AUD/NZD has slipped below ~$1.0630, touching a new 2023 year-to-date low in the wake of the diverging RBA and RBNZ decisions and shift in relative interest rates. The policy-driven Australia-NZ two-year swap spread has slumped to -175bps, the most negative since mid-2007. In contrast to the RBA who ‘paused’ its rate hike cycle and softened its conditional tightening bias at its April meeting (see Market Wire – RBA: over and out), the RBNZ unleashed its inner hawk and delivered another outsized 50bp hike. Consensus expectations were looking for a smaller 25bp lift, so the direction of travel wasn’t surprising, just the size of the move.
RBNZ Governor Orr has a tendency of shocking markets, this was just the latest example. According to the RBNZ, the larger hike was designed to counteract the fall in wholesale interest rates stemming from the global banking and growth concerns. This had pushed lending rates faced by NZ businesses and households down to levels that the RBNZ seemingly deems weren’t consistent with slowing the economy enough to bring inflation down to target over the next few years.
Even though it provided little in the way of forward guidance, given its resolve to tackle inflation with seemingly little regard to the near-term economic costs, we think the RBNZ is likely to crystallise its February projections and deliver another 25bp hike at the 24 May meeting. However, that should be it when it comes to the RBNZ tightening cycle. Indeed, we believe the RBNZ has already done more than enough, and another move in May is a line ball call given the odds of a policy mistake have jumped up. The RBNZ Official Cash Rate is now 5.25%, a high since 2008. As a result, settings are now very ‘restrictive’.
In our opinion, NZD should remain supported over the near-term as the RBNZ’s larger than anticipated hike is digested. AUD/NZD could linger down near ~$1.05-1.06 for a bit of time. However, over the medium-term we continue to project AUD/NZD to rebound. The last stages of the RBNZ’s interest rate cycle now look well priced. This suggests that the positive impulse on the NZD from RBNZ rate rises should be coming to an end. Importantly, we continue to think that once the tightening phase is over, FX markets will focus more on other relative differentials such as growth, labour market trends, current account positions, and commodity prices. And on these metrics, we judge that the AUD should relatively outperform the NZD.

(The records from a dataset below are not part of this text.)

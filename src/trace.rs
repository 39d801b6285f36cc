//! Per-turn trace records
//!
//! Every turn produces one write-once [`TraceRecord`] holding the history
//! before and after the turn. Records are shipped out of band: emitting a
//! trace never blocks or fails the reply.

mod http;

pub use http::{HttpTraceSink, DEFAULT_TRACE_URL};

use crate::session::Message;
use async_trait::async_trait;
use chrono::{DateTime, Utc};
use serde::Serialize;
use std::sync::Arc;
use std::time::Duration;
use thiserror::Error;
use tokio_util::task::TaskTracker;
use uuid::Uuid;

pub const TURN_NAME: &str = "chat_turn";
pub const TURN_KIND: &str = "llm";
pub const DEFAULT_TRACE_TIMEOUT: Duration = Duration::from_secs(10);

/// Where records land: a project id, or a name the backend resolves to one
#[derive(Debug, Clone, PartialEq, Eq)]
pub enum TraceProject {
    Id(Uuid),
    Name(String),
}

impl std::fmt::Display for TraceProject {
    fn fmt(&self, f: &mut std::fmt::Formatter<'_>) -> std::fmt::Result {
        match self {
            Self::Id(id) => write!(f, "{id}"),
            Self::Name(name) => f.write_str(name),
        }
    }
}

#[derive(Debug, Clone, PartialEq, Serialize)]
pub struct TraceMetadata {
    pub session_id: Uuid,
    pub model: String,
    pub turn_index: u64,
    pub tool_rounds: u32,
    #[serde(skip_serializing_if = "Option::is_none")]
    pub error: Option<String>,
}

/// Logged state of one turn
#[derive(Debug, Clone, PartialEq, Serialize)]
pub struct TraceRecord {
    pub id: Uuid,
    pub turn_name: String,
    pub turn_kind: String,
    pub timestamp: DateTime<Utc>,
    /// History as the model saw it, including the new user message
    pub input: Vec<Message>,
    /// History once the turn settled
    pub output: Vec<Message>,
    pub metadata: TraceMetadata,
}

impl TraceRecord {
    pub fn new(input: Vec<Message>, output: Vec<Message>, metadata: TraceMetadata) -> Self {
        Self {
            id: Uuid::new_v4(),
            turn_name: TURN_NAME.to_string(),
            turn_kind: TURN_KIND.to_string(),
            timestamp: Utc::now(),
            input,
            output,
            metadata,
        }
    }

    pub fn session_id(&self) -> Uuid {
        self.metadata.session_id
    }
}

#[derive(Debug, Error)]
pub enum TraceError {
    #[error("trace transport failed: {0}")]
    Transport(String),
    #[error("trace sink rejected record with HTTP {status}: {body}")]
    Rejected { status: u16, body: String },
    #[error("trace write timed out after {}ms", .0.as_millis())]
    TimedOut(Duration),
}

/// Destination for trace records
#[async_trait]
pub trait TraceSink: Send + Sync {
    async fn write(&self, record: &TraceRecord) -> Result<(), TraceError>;
}

/// Fire-and-forget front end for a [`TraceSink`]
pub struct TraceEmitter {
    sink: Arc<dyn TraceSink>,
    tracker: TaskTracker,
    timeout: Duration,
}

impl TraceEmitter {
    pub fn new(sink: Arc<dyn TraceSink>, timeout: Duration) -> Self {
        Self {
            sink,
            tracker: TaskTracker::new(),
            timeout,
        }
    }

    /// Hand a record to the sink in the background. Failures are logged only.
    pub fn record_turn(&self, record: TraceRecord) {
        let sink = Arc::clone(&self.sink);
        let timeout = self.timeout;

        self.tracker.spawn(async move {
            let session_id = record.session_id();
            let turn_index = record.metadata.turn_index;
            let result = match tokio::time::timeout(timeout, sink.write(&record)).await {
                Ok(result) => result,
                Err(_) => Err(TraceError::TimedOut(timeout)),
            };

            match result {
                Ok(()) => tracing::debug!(
                    session_id = %session_id,
                    turn_index,
                    "Trace recorded"
                ),
                Err(e) => tracing::warn!(
                    session_id = %session_id,
                    turn_index,
                    error = %e,
                    "Trace emission failed"
                ),
            }
        });
    }

    /// Number of writes still in flight
    pub fn pending(&self) -> usize {
        self.tracker.len()
    }

    /// Stop accepting work and wait for in-flight writes, up to `grace`.
    pub async fn shutdown(&self, grace: Duration) {
        self.tracker.close();
        tracing::debug!(pending = self.pending(), "Flushing trace writes");
        if tokio::time::timeout(grace, self.tracker.wait()).await.is_err() {
            tracing::warn!(
                pending = self.pending(),
                "Gave up waiting for trace writes"
            );
        }
    }
}
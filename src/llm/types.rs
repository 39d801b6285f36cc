//! Common types for LLM interactions

use serde::{Deserialize, Serialize};

/// LLM request
#[derive(Debug, Clone)]
pub struct LlmRequest {
    pub system: Option<String>,
    pub messages: Vec<LlmMessage>,
    pub tools: Vec<ToolSpec>,
    pub tool_choice: ToolChoice,
    pub max_tokens: Option<u32>,
}

/// Whether the model may call the offered tools on this request
#[derive(Debug, Clone, Copy, Default, PartialEq, Eq)]
pub enum ToolChoice {
    #[default]
    Auto,
    /// Tools stay visible for context but must not be called
    None,
}

/// Message in conversation
#[derive(Debug, Clone)]
pub struct LlmMessage {
    pub role: MessageRole,
    pub content: Vec<ContentBlock>,
}

impl LlmMessage {
    pub fn user(content: Vec<ContentBlock>) -> Self {
        Self {
            role: MessageRole::User,
            content,
        }
    }

    pub fn assistant(content: Vec<ContentBlock>) -> Self {
        Self {
            role: MessageRole::Assistant,
            content,
        }
    }
}

/// Message role as seen by the provider.
///
/// Tool results travel inside user messages; providers that need a
/// dedicated role split them out during translation.
#[derive(Debug, Clone, Copy, PartialEq, Eq)]
pub enum MessageRole {
    User,
    Assistant,
}

/// Content block in a message
#[derive(Debug, Clone, PartialEq, Serialize, Deserialize)]
#[serde(tag = "type", rename_all = "snake_case")]
pub enum ContentBlock {
    Text {
        text: String,
    },
    ToolUse {
        id: String,
        name: String,
        input: serde_json::Value,
    },
    ToolResult {
        tool_use_id: String,
        content: String,
        #[serde(default)]
        is_error: bool,
    },
}

impl ContentBlock {
    pub fn text(s: impl Into<String>) -> Self {
        ContentBlock::Text { text: s.into() }
    }

    pub fn tool_use(
        id: impl Into<String>,
        name: impl Into<String>,
        input: serde_json::Value,
    ) -> Self {
        ContentBlock::ToolUse {
            id: id.into(),
            name: name.into(),
            input,
        }
    }

    pub fn tool_result(
        tool_use_id: impl Into<String>,
        content: impl Into<String>,
        is_error: bool,
    ) -> Self {
        ContentBlock::ToolResult {
            tool_use_id: tool_use_id.into(),
            content: content.into(),
            is_error,
        }
    }
}

/// Tool exposed to the model as a callable capability
#[derive(Debug, Clone, PartialEq)]
pub struct ToolSpec {
    pub name: String,
    pub description: String,
    pub input_schema: serde_json::Value,
}

/// LLM response
#[derive(Debug, Clone)]
pub struct LlmResponse {
    pub content: Vec<ContentBlock>,
    pub end_turn: bool,
    pub usage: Usage,
}

impl LlmResponse {
    #[cfg(test)]
    pub fn from_text(text: impl Into<String>) -> Self {
        Self {
            content: vec![ContentBlock::text(text)],
            end_turn: true,
            usage: Usage::default(),
        }
    }

    /// Extract all tool use requests from the response
    pub fn tool_uses(&self) -> Vec<(&str, &str, &serde_json::Value)> {
        self.content
            .iter()
            .filter_map(|block| match block {
                ContentBlock::ToolUse { id, name, input } => {
                    Some((id.as_str(), name.as_str(), input))
                }
                _ => None,
            })
            .collect()
    }

    /// Get text content from the response
    pub fn text(&self) -> String {
        self.content
            .iter()
            .filter_map(|block| match block {
                ContentBlock::Text { text } => Some(text.as_str()),
                _ => None,
            })
            .collect::<Vec<_>>()
            .join("")
    }
}

/// Usage statistics
#[derive(Debug, Clone, Copy, Default, PartialEq, Eq, Serialize)]
pub struct Usage {
    pub input_tokens: u64,
    pub output_tokens: u64,
}

impl Usage {
    pub fn add(&mut self, other: Usage) {
        self.input_tokens += other.input_tokens;
        self.output_tokens += other.output_tokens;
    }
}
//! Tool registry
//!
//! Tools are capabilities the model may ask us to run. Each one is
//! registered under a unique name with a description, an input schema and
//! an executor. Input is validated against the schema before the executor
//! ever sees it, and executors get no handle on the conversation.

#[cfg(test)]
mod proptests;
pub mod schema;
mod weather;

pub use schema::{FieldKind, ToolSchema, ValidatedInput, ValidationError};
pub use weather::WeatherTool;

use async_trait::async_trait;
use serde::Serialize;
use serde_json::Value;
use std::collections::HashMap;
use std::sync::Arc;
use std::time::Duration;
use thiserror::Error;

/// Default bound on a single executor call
pub const DEFAULT_TOOL_TIMEOUT: Duration = Duration::from_secs(10);

/// Result from tool execution
#[derive(Debug, Clone, PartialEq, Serialize)]
#[serde(untagged)]
pub enum ToolOutput {
    Text(String),
    Structured(Value),
}

impl ToolOutput {
    /// What the model sees
    pub fn to_model_text(&self) -> String {
        match self {
            ToolOutput::Text(text) => text.clone(),
            ToolOutput::Structured(value) => value.to_string(),
        }
    }
}

/// Executor failed after receiving valid input
#[derive(Debug, Clone, PartialEq, Eq, Error)]
pub enum ToolExecutionError {
    #[error("tool {tool} failed: {message}")]
    Failed { tool: String, message: String },
    #[error("tool {tool} timed out after {}ms", .after.as_millis())]
    TimedOut { tool: String, after: Duration },
}

impl ToolExecutionError {
    pub fn failed(tool: impl Into<String>, message: impl Into<String>) -> Self {
        Self::Failed {
            tool: tool.into(),
            message: message.into(),
        }
    }
}

#[derive(Debug, Clone, PartialEq, Eq, Error)]
pub enum ToolError {
    #[error("tool not found: {0}")]
    NotFound(String),
    #[error(transparent)]
    Validation(#[from] ValidationError),
    #[error(transparent)]
    Execution(#[from] ToolExecutionError),
}

#[derive(Debug, Clone, PartialEq, Eq, Error)]
pub enum RegistryError {
    #[error("tool already registered: {0}")]
    DuplicateTool(String),
}

/// Capability invoked with schema-validated input
#[async_trait]
pub trait ToolExecutor: Send + Sync {
    async fn execute(&self, input: &ValidatedInput) -> Result<ToolOutput, ToolExecutionError>;
}

/// A registered tool
pub struct ToolDefinition {
    pub name: String,
    pub description: String,
    pub schema: ToolSchema,
    executor: Arc<dyn ToolExecutor>,
}

impl ToolDefinition {
    pub fn spec(&self) -> crate::llm::ToolSpec {
        crate::llm::ToolSpec {
            name: self.name.clone(),
            description: self.description.clone(),
            input_schema: self.schema.to_json_schema(),
        }
    }
}

impl std::fmt::Debug for ToolDefinition {
    fn fmt(&self, f: &mut std::fmt::Formatter<'_>) -> std::fmt::Result {
        f.debug_struct("ToolDefinition")
            .field("name", &self.name)
            .field("description", &self.description)
            .field("schema", &self.schema)
            .finish_non_exhaustive()
    }
}

/// Name-keyed collection of tools, in registration order
pub struct ToolRegistry {
    tools: Vec<ToolDefinition>,
    index: HashMap<String, usize>,
    timeout: Duration,
}

impl ToolRegistry {
    pub fn new(timeout: Duration) -> Self {
        Self {
            tools: Vec::new(),
            index: HashMap::new(),
            timeout,
        }
    }

    /// Registry with the built-in weather tool
    pub fn standard(timeout: Duration, weather_seed: Option<u64>) -> Result<Self, RegistryError> {
        let mut registry = Self::new(timeout);
        registry.register_weather(weather_seed)?;
        Ok(registry)
    }

    /// Add `getWeather`, seeded for reproducible reports when asked
    pub fn register_weather(&mut self, seed: Option<u64>) -> Result<(), RegistryError> {
        let weather = match seed {
            Some(seed) => WeatherTool::with_seed(seed),
            None => WeatherTool::new(),
        };
        self.register(
            WeatherTool::NAME,
            WeatherTool::DESCRIPTION,
            WeatherTool::schema(),
            Arc::new(weather),
        )
    }

    pub fn register(
        &mut self,
        name: impl Into<String>,
        description: impl Into<String>,
        schema: ToolSchema,
        executor: Arc<dyn ToolExecutor>,
    ) -> Result<(), RegistryError> {
        let name = name.into();
        if self.index.contains_key(&name) {
            return Err(RegistryError::DuplicateTool(name));
        }
        self.index.insert(name.clone(), self.tools.len());
        self.tools.push(ToolDefinition {
            name,
            description: description.into(),
            schema,
            executor,
        });
        Ok(())
    }

    pub fn lookup(&self, name: &str) -> Result<&ToolDefinition, ToolError> {
        self.index
            .get(name)
            .map(|&i| &self.tools[i])
            .ok_or_else(|| ToolError::NotFound(name.to_string()))
    }

    pub fn len(&self) -> usize {
        self.tools.len()
    }

    pub fn is_empty(&self) -> bool {
        self.tools.is_empty()
    }

    /// Get all tool definitions for the LLM
    pub fn definitions(&self) -> Vec<crate::llm::ToolSpec> {
        self.tools.iter().map(ToolDefinition::spec).collect()
    }

    /// Look up, validate, then run under the registry timeout.
    pub async fn execute(&self, name: &str, input: &Value) -> Result<ToolOutput, ToolError> {
        let tool = self.lookup(name)?;
        let validated = tool.schema.validate(input)?;

        let started = std::time::Instant::now();
        let result = tokio::time::timeout(self.timeout, tool.executor.execute(&validated))
            .await
            .map_err(|_| ToolExecutionError::TimedOut {
                tool: name.to_string(),
                after: self.timeout,
            })
            .and_then(|r| r);

        match &result {
            Ok(_) => tracing::debug!(
                tool = %name,
                duration_ms = %started.elapsed().as_millis(),
                "Tool executed"
            ),
            Err(e) => tracing::warn!(tool = %name, error = %e, "Tool execution failed"),
        }

        result.map_err(ToolError::from)
    }
}
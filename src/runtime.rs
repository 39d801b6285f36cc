//! Conversation runtime
//!
//! [`TurnExecutor`] runs one user turn against the model and the tool
//! registry; [`run_session`] drives turns from a line-oriented input until
//! the user leaves.

#[cfg(test)]
mod proptests;
mod session_loop;
#[cfg(test)]
pub mod testing;
mod turn;

pub use session_loop::run_session;
pub use turn::{TurnExecutor, TurnSettings};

Growth-wise, the RBNZ moved earlier and has been far more aggressive than the RBA. As a result, while both economies look set to slow under the weight of higher mortgage rates and tighter conditions, we expect the NZ to underperform with negative impacts piling up across an economy already on the cusp of another recession. As our chart shows, business surveys are pointing to a sizeable fall in NZ GDP over Q2/Q3. At the same time, the more pragmatic approach and focus by the RBA on trying to keep things on “an even keel”, coupled with reaccelerating population growth could see the Australian economy hold up comparatively better.
In time, we envisage these growth trends to materialize in the respective labour markets, with the more negative outlook for NZ also potentially opening the door to a much earlier RBNZ rate cutting cycle. The RBA remains focused on trying to preserve as much of the labour market strength since COVID as it can. Across the Tasman, the RBNZ is forecasting the NZ unemployment rate to rise from 3.4% to ~5.7% by mid-2025, with the hit to growth and labour market slack the price willing to be paid to squash inflation. Unemployment swings have historically provided a good guide to medium-term AUD/NZD direction, with a relatively lower Australian unemployment rate typically an environment where the AUD is the stronger currency.
Statistically, AUD/NZD is also now in rarefied air. At ~$1.0620 AUD/NZD is tracking well below its long-run average (~$1.18). Our analysis also finds that since 1986 AUD/NZD has only traded below current levels ~8% of the time. As the focus on interest rate changes gives way to broader macro trends, we believe there is scope for AUD/NZD to snap back sharply as 2023 rolls on.